> [EXERCISE GOAL] Copy out each line below exactly as it appears.

(Saved data entries)
_ _ _ _ _ _ _

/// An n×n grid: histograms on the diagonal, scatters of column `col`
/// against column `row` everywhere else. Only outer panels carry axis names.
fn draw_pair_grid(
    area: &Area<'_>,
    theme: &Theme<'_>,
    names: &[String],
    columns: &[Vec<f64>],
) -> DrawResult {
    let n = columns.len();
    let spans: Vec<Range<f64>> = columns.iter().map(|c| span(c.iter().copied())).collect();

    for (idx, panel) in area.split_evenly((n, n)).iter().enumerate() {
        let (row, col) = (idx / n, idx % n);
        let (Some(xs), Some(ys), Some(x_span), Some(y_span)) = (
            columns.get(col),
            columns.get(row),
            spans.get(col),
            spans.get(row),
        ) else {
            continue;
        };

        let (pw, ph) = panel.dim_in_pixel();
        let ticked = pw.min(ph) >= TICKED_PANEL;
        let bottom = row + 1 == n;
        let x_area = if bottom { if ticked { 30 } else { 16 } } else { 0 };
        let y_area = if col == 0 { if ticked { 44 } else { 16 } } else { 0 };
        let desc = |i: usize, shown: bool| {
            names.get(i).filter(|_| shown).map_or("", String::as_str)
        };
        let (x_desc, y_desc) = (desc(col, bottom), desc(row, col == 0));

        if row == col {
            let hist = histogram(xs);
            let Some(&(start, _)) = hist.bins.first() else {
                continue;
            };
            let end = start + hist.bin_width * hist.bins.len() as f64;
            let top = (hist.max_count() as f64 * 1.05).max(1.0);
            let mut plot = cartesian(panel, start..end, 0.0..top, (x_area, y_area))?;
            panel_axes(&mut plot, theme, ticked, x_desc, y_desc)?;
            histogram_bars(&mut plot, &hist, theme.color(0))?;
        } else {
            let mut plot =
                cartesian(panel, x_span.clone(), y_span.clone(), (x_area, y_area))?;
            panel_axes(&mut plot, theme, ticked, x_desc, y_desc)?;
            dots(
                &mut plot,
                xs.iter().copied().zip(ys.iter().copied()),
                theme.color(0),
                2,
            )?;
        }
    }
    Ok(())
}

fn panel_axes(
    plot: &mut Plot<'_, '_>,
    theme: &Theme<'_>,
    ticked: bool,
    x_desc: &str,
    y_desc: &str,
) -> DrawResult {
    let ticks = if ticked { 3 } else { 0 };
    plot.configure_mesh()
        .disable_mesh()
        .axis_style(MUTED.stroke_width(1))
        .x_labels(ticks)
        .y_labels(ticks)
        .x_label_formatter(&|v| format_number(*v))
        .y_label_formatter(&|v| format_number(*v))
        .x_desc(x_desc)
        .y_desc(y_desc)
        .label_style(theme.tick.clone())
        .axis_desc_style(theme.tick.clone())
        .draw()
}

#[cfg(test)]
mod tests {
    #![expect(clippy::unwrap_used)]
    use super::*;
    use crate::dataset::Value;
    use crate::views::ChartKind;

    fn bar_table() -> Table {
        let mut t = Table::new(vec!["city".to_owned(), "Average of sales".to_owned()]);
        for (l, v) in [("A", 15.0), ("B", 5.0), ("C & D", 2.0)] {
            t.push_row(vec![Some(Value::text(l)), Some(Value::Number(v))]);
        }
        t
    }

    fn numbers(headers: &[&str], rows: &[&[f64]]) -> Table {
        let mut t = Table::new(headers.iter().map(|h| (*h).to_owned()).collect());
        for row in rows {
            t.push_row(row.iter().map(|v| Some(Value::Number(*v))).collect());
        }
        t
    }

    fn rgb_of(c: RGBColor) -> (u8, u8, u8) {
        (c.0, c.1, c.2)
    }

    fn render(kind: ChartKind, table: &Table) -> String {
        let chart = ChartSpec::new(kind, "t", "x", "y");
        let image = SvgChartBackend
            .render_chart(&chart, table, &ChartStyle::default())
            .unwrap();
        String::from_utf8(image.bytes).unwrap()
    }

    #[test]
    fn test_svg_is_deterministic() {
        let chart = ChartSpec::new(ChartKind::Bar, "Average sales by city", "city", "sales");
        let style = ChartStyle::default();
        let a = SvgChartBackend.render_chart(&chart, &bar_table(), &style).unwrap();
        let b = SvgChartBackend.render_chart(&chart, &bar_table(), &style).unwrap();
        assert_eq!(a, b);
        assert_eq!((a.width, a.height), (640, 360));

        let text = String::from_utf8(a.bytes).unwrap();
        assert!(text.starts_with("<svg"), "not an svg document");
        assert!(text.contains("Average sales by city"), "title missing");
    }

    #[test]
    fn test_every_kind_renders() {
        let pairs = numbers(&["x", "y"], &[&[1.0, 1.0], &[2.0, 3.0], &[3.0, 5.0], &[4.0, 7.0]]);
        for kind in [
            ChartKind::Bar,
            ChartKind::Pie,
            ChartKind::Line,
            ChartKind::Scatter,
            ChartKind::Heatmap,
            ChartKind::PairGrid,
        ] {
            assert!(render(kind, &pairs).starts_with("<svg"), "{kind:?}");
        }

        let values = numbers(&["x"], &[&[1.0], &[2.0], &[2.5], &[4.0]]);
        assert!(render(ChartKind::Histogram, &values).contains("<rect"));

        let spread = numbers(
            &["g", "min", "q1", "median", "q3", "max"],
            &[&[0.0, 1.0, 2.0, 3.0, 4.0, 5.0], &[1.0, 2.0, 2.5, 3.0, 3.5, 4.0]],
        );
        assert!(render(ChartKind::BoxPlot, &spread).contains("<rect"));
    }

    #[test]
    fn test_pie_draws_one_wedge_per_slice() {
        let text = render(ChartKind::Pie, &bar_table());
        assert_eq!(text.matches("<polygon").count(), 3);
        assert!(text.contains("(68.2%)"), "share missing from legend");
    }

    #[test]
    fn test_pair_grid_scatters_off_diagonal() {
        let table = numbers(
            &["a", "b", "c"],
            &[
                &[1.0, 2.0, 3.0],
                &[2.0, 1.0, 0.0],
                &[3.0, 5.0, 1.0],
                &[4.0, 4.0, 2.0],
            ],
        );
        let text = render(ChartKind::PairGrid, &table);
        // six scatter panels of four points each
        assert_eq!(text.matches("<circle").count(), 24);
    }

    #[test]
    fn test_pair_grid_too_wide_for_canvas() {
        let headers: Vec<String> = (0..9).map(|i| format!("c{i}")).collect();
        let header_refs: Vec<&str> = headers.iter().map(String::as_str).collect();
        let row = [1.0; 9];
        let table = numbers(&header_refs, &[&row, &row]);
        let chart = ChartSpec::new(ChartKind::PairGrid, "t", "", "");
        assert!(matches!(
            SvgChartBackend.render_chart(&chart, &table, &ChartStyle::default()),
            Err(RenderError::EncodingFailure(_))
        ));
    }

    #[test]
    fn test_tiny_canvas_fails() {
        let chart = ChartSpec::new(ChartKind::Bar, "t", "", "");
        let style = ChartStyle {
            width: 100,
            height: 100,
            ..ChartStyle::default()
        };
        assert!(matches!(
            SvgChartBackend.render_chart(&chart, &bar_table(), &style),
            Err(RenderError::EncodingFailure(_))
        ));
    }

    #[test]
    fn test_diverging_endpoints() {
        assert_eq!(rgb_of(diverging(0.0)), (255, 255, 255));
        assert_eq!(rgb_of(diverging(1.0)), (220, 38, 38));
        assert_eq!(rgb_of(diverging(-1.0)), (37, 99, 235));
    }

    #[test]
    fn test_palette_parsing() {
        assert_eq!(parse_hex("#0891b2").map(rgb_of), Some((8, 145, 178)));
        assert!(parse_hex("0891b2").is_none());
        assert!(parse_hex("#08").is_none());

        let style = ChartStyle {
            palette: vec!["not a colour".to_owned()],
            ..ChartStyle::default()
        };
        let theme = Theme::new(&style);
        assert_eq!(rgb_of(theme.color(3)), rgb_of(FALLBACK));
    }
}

_ _ _ _ _ _ _

> [OUTPUT FOR THIS TASK]
/// An n×n grid: histograms on the diagonal, scatters of column `col`
/// against column `row` everywhere else. Only outer panels carry axis names.
fn draw_pair_grid(
    area: &Area<'_>,
    theme: &Theme<'_>,
    names: &[String],
    columns: &[Vec<f64>],
) -> DrawResult {
    let n = columns.len();
    let spans: Vec<Range<f64>> = columns.iter().map(|c| span(c.iter().copied())).collect();

    for (idx, panel) in area.split_evenly((n, n)).iter().enumerate() {
        let (row, col) = (idx / n, idx % n);
        let (Some(xs), Some(ys), Some(x_span), Some(y_span)) = (
            columns.get(col),
            columns.get(row),
            spans.get(col),
            spans.get(row),
        ) else {
            continue;
        };

        let (pw, ph) = panel.dim_in_pixel();
        let ticked = pw.min(ph) >= TICKED_PANEL;
        let bottom = row + 1 == n;
        let x_area = if bottom { if ticked { 30 } else { 16 } } else { 0 };
        let y_area = if col == 0 { if ticked { 44 } else { 16 } } else { 0 };
        let desc = |i: usize, shown: bool| {
            names.get(i).filter(|_| shown).map_or("", String::as_str)
        };
        let (x_desc, y_desc) = (desc(col, bottom), desc(row, col == 0));

        if row == col {
            let hist = histogram(xs);
            let Some(&(start, _)) = hist.bins.first() else {
                continue;
            };
            let end = start + hist.bin_width * hist.bins.len() as f64;
            let top = (hist.max_count() as f64 * 1.05).max(1.0);
            let mut plot = cartesian(panel, start..end, 0.0..top, (x_area, y_area))?;
            panel_axes(&mut plot, theme, ticked, x_desc, y_desc)?;
            histogram_bars(&mut plot, &hist, theme.color(0))?;
        } else {
            let mut plot =
                cartesian(panel, x_span.clone(), y_span.clone(), (x_area, y_area))?;
            panel_axes(&mut plot, theme, ticked, x_desc, y_desc)?;
            dots(
                &mut plot,
                xs.iter().copied().zip(ys.iter().copied()),
                theme.color(0),
                2,
            )?;
        }
    }
    Ok(())
}

fn panel_axes(
    plot: &mut Plot<'_, '_>,
    theme: &Theme<'_>,
    ticked: bool,
    x_desc: &str,
    y_desc: &str,
) -> DrawResult {
    let ticks = if ticked { 3 } else { 0 };
    plot.configure_mesh()
        .disable_mesh()
        .axis_style(MUTED.stroke_width(1))
        .x_labels(ticks)
        .y_labels(ticks)
        .x_label_formatter(&|v| format_number(*v))
        .y_label_formatter(&|v| format_number(*v))
        .x_desc(x_desc)
        .y_desc(y_desc)
        .label_style(theme.tick.clone())
        .axis_desc_style(theme.tick.clone())
        .draw()
}

#[cfg(test)]
mod tests {
    #![expect(clippy::unwrap_used)]
    use super::*;
    use crate::dataset::Value;
    use crate::views::ChartKind;

    fn bar_table() -> Table {
        let mut t = Table::new(vec!["city".to_owned(), "Average of sales".to_owned()]);
        for (l, v) in [("A", 15.0), ("B", 5.0), ("C & D", 2.0)] {
            t.push_row(vec![Some(Value::text(l)), Some(Value::Number(v))]);
        }
        t
    }

    fn numbers(headers: &[&str], rows: &[&[f64]]) -> Table {
        let mut t = Table::new(headers.iter().map(|h| (*h).to_owned()).collect());
        for row in rows {
            t.push_row(row.iter().map(|v| Some(Value::Number(*v))).collect());
        }
        t
    }

    fn rgb_of(c: RGBColor) -> (u8, u8, u8) {
        (c.0, c.1, c.2)
    }

    fn render(kind: ChartKind, table: &Table) -> String {
        let chart = ChartSpec::new(kind, "t", "x", "y");
        let image = SvgChartBackend
            .render_chart(&chart, table, &ChartStyle::default())
            .unwrap();
        String::from_utf8(image.bytes).unwrap()
    }

    #[test]
    fn test_svg_is_deterministic() {
        let chart = ChartSpec::new(ChartKind::Bar, "Average sales by city", "city", "sales");
        let style = ChartStyle::default();
        let a = SvgChartBackend.render_chart(&chart, &bar_table(), &style).unwrap();
        let b = SvgChartBackend.render_chart(&chart, &bar_table(), &style).unwrap();
        assert_eq!(a, b);
        assert_eq!((a.width, a.height), (640, 360));

        let text = String::from_utf8(a.bytes).unwrap();
        assert!(text.starts_with("<svg"), "not an svg document");
        assert!(text.contains("Average sales by city"), "title missing");
    }

    #[test]
    fn test_every_kind_renders() {
        let pairs = numbers(&["x", "y"], &[&[1.0, 1.0], &[2.0, 3.0], &[3.0, 5.0], &[4.0, 7.0]]);
        for kind in [
            ChartKind::Bar,
            ChartKind::Pie,
            ChartKind::Line,
            ChartKind::Scatter,
            ChartKind::Heatmap,
            ChartKind::PairGrid,
        ] {
            assert!(render(kind, &pairs).starts_with("<svg"), "{kind:?}");
        }

        let values = numbers(&["x"], &[&[1.0], &[2.0], &[2.5], &[4.0]]);
        assert!(render(ChartKind::Histogram, &values).contains("<rect"));

        let spread = numbers(
            &["g", "min", "q1", "median", "q3", "max"],
            &[&[0.0, 1.0, 2.0, 3.0, 4.0, 5.0], &[1.0, 2.0, 2.5, 3.0, 3.5, 4.0]],
        );
        assert!(render(ChartKind::BoxPlot, &spread).contains("<rect"));
    }

    #[test]
    fn test_pie_draws_one_wedge_per_slice() {
        let text = render(ChartKind::Pie, &bar_table());
        assert_eq!(text.matches("<polygon").count(), 3);
        assert!(text.contains("(68.2%)"), "share missing from legend");
    }

    #[test]
    fn test_pair_grid_scatters_off_diagonal() {
        let table = numbers(
            &["a", "b", "c"],
            &[
                &[1.0, 2.0, 3.0],
                &[2.0, 1.0, 0.0],
                &[3.0, 5.0, 1.0],
                &[4.0, 4.0, 2.0],
            ],
        );
        let text = render(ChartKind::PairGrid, &table);
        // six scatter panels of four points each
        assert_eq!(text.matches("<circle").count(), 24);
    }

    #[test]
    fn test_pair_grid_too_wide_for_canvas() {
        let headers: Vec<String> = (0..9).map(|i| format!("c{i}")).collect();
        let header_refs: Vec<&str> = headers.iter().map(String::as_str).collect();
        let row = [1.0; 9];
        let table = numbers(&header_refs, &[&row, &row]);
        let chart = ChartSpec::new(ChartKind::PairGrid, "t", "", "");
        assert!(matches!(
            SvgChartBackend.render_chart(&chart, &table, &ChartStyle::default()),
            Err(RenderError::EncodingFailure(_))
        ));
    }

    #[test]
    fn test_tiny_canvas_fails() {
        let chart = ChartSpec::new(ChartKind::Bar, "t", "", "");
        let style = ChartStyle {
            width: 100,
            height: 100,
            ..ChartStyle::default()
        };
        assert!(matches!(
            SvgChartBackend.render_chart(&chart, &bar_table(), &style),
            Err(RenderError::EncodingFailure(_))
        ));
    }

    #[test]
    fn test_diverging_endpoints() {
        assert_eq!(rgb_of(diverging(0.0)), (255, 255, 255));
        assert_eq!(rgb_of(diverging(1.0)), (220, 38, 38));
        assert_eq!(rgb_of(diverging(-1.0)), (37, 99, 235));
    }

    #[test]
    fn test_palette_parsing() {
        assert_eq!(parse_hex("#0891b2").map(rgb_of), Some((8, 145, 178)));
        assert!(parse_hex("0891b2").is_none());
        assert!(parse_hex("#08").is_none());

        let style = ChartStyle {
            palette: vec!["not a colour".to_owned()],
            ..ChartStyle::default()
        };
        let theme = Theme::new(&style);
        assert_eq!(rgb_of(theme.color(3)), rgb_of(FALLBACK));
    }
}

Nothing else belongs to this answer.